So the entire romping tune can be seen as very simple; and the chord players can get away with using only three chords - though in both Bb and Eb.

Incidentally, this is best regarded as an ensemble party piece. Everybody plays throughout: there's no call for 'solos', apart from those little 'breaks'.

11 March 2017

Post 485: 'DROPPIN' SHUCKS' BY LIL HARDIN ARMSTRONG



Good friend and regular correspondent Jim Sterling of Florida told me he had been very pleased to discover the YouTube video of Tuba Skinny playing Droppin' Shucks in Royal Street as long ago as 2012, when the band still had Ryan Baer on banjo and when there was no reed player. I'm talking of this video - click on here to view.

The message from Jim reminded me that I enjoyed the video when I first saw it in 2012. At the time, I remember listening also (for comparison) to the original 1926 version composed by Lil Hardin Armstrong and recorded by Louis Armstrong's Hot Five (also available on YouTube).

But on that occasion, apart from feeling that it was a very good but quite complicated piece of music, I thought no more about it.

Jim enjoyed the performance and particularly praised Shaye's muted cornet work. Throughout the three minutes, Shaye uses her Humes and Berg 102 stonelined cup mute and has it fully wedged inside the bell of her cornet. We know that on other occasions, she prefers to hold it half in and half out of the bell. Barnabus also, using his Humes and Berg stonelined straight mute, plays some lovely stuff complementing Shaye's melodic lines. Jim also specially liked the final Chorus, in which Shaye and Barnabus play so well together, alternating the 'breaks'.

We must all be grateful to the video-maker codenamed jazzbo43 for recording this fine performance.

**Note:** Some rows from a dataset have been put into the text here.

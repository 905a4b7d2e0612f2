// Copyright 2023 - 2024 Muxstream See the COPYRIGHT
// file at the top-level directory of this distribution.
//
// Licensed under the Apache License, Version 2.0 <LICENSE-APACHE or
// http://www.apache.org/licenses/LICENSE-2.0>, at your
// option. This file may not be copied, modified, or distributed
// except according to those terms.
//
// Author: tickbh
// -----
// Created Date: 2024/01/17 09:42:25

use std::fmt;

use bytes::{Buf, BufMut};

/// 帧头固定长度: 3字节长度 + 1字节类型 + 1字节标志 + 4字节流号
pub const FRAME_HEADER_LEN: usize = 9;

#[derive(Debug, Clone, Copy, PartialEq, Eq)]
pub struct FrameHeader {
    length: u32,
    kind: Kind,
    flag: Flag,
    id: StreamIdentifier,
}

#[derive(Debug, Clone, Copy, PartialEq, Eq)]
pub enum Kind {
    Settings = 0,
    Open = 1,
    Data = 2,
    WindowUpdate = 3,
    Reset = 4,
    GoAway = 5,
    Ping = 6,
    Unregistered = 255,
}

impl Kind {
    pub fn new(byte: u8) -> Kind {
        match byte {
            0 => Kind::Settings,
            1 => Kind::Open,
            2 => Kind::Data,
            3 => Kind::WindowUpdate,
            4 => Kind::Reset,
            5 => Kind::GoAway,
            6 => Kind::Ping,
            _ => Kind::Unregistered,
        }
    }
}

#[derive(Clone, Copy, PartialEq, Eq, Default)]
pub struct Flag(u8);

impl Flag {
    pub const ACK: Flag = Flag(0x1);
    pub const END_STREAM: Flag = Flag(0x1);
    pub const CONNECTION: Flag = Flag(0x1);

    pub fn new(byte: u8) -> Flag {
        Flag(byte)
    }

    pub fn zero() -> Flag {
        Flag(0)
    }

    pub fn bits(&self) -> u8 {
        self.0
    }

    pub fn contains(&self, other: Flag) -> bool {
        self.0 & other.0 == other.0
    }

    pub fn set(&mut self, other: Flag) {
        self.0 |= other.0;
    }
}

impl fmt::Debug for Flag {
    fn fmt(&self, f: &mut fmt::Formatter<'_>) -> fmt::Result {
        write!(f, "Flag({:#x})", self.0)
    }
}

/// 流号, 低位编码发起方与方向:
/// bit0: 0为客户端发起, 1为服务端发起
/// bit1: 0为双向流, 1为单向流
/// 同类流的第n条, 流号为 n * 4 + 类型位
#[derive(Debug, Clone, Copy, PartialEq, Eq, PartialOrd, Ord, Hash)]
pub struct StreamIdentifier(pub u32);

#[derive(Debug, Clone, Copy, PartialEq, Eq)]
pub enum Role {
    Client,
    Server,
}

impl StreamIdentifier {
    pub fn zero() -> StreamIdentifier {
        StreamIdentifier(0)
    }

    pub fn is_zero(&self) -> bool {
        self.0 == 0
    }

    pub fn new(ordinal: u32, role: Role, bidirectional: bool) -> StreamIdentifier {
        let mut bits = 0;
        if role == Role::Server {
            bits |= 0x1;
        }
        if !bidirectional {
            bits |= 0x2;
        }
        StreamIdentifier(ordinal * 4 + bits)
    }

    pub fn is_client_initiated(&self) -> bool {
        self.0 & 0x1 == 0
    }

    pub fn is_server_initiated(&self) -> bool {
        self.0 & 0x1 == 1
    }

    pub fn is_bidirectional(&self) -> bool {
        self.0 & 0x2 == 0
    }

    pub fn is_unidirectional(&self) -> bool {
        self.0 & 0x2 != 0
    }

    pub fn initiator(&self) -> Role {
        if self.is_client_initiated() {
            Role::Client
        } else {
            Role::Server
        }
    }

    pub fn is_local_init(&self, role: Role) -> bool {
        self.initiator() == role
    }

    /// 该流在其类型内的序号
    pub fn ordinal(&self) -> u32 {
        self.0 >> 2
    }
}

impl fmt::Display for StreamIdentifier {
    fn fmt(&self, f: &mut fmt::Formatter<'_>) -> fmt::Result {
        fmt::Display::fmt(&self.0, f)
    }
}

impl From<u32> for StreamIdentifier {
    fn from(value: u32) -> Self {
        StreamIdentifier(value)
    }
}

impl FrameHeader {
    pub fn new(kind: Kind, flag: Flag, id: StreamIdentifier) -> FrameHeader {
        FrameHeader {
            length: 0,
            kind,
            flag,
            id,
        }
    }

    pub fn parse<B: Buf>(buf: &mut B) -> FrameHeader {
        debug_assert!(buf.remaining() >= FRAME_HEADER_LEN);
        let length = (buf.get_u8() as u32) << 16 | (buf.get_u8() as u32) << 8 | buf.get_u8() as u32;
        let kind = Kind::new(buf.get_u8());
        let flag = Flag::new(buf.get_u8());
        let id = StreamIdentifier(buf.get_u32());
        FrameHeader {
            length,
            kind,
            flag,
            id,
        }
    }

    pub fn encode<B: BufMut>(&self, buf: &mut B, payload_len: usize) {
        buf.put_u8((payload_len >> 16) as u8);
        buf.put_u8((payload_len >> 8) as u8);
        buf.put_u8(payload_len as u8);
        buf.put_u8(self.kind as u8);
        buf.put_u8(self.flag.bits());
        buf.put_u32(self.id.0);
    }

    pub fn length(&self) -> u32 {
        self.length
    }

    pub fn kind(&self) -> &Kind {
        &self.kind
    }

    pub fn flag(&self) -> Flag {
        self.flag
    }

    pub fn stream_id(&self) -> StreamIdentifier {
        self.id
    }
}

It's interesting to observe how Ryan (at 2 mins 08 secs) warns Max that the band is about to go to the 12-bar 'breaks interlude' rather than the start of the Chorus; and then (at 2 mins 24 secs) that this time they are returning to the start of the Chorus. (The 'Breaks Interlude' is copied from the original Armstrong recording.)

Perhaps Max hadn't played this number with the band before. (In fact it is a song they seem to have played very rarely over the years.)

After Jim encouraged me to listen more carefully to it again, I realised Droppin' Shucks is not really as complicated as I had thought. Basically it has a simple and pretty 16-bar minor-key Verse played once (Tuba Skinny play it in C minor); and then the Chorus - played several times (in the key of Ab) - is simply one of those 16-bar standards (with 'breaks' on Bars 9 - 12), very similar to How Come You Do Me Like You Do Do Do? or If It Don't Fit, Don't Force It or Don't Care Blues or Don't Go Away, Nobody, or Forget Me Not Blues.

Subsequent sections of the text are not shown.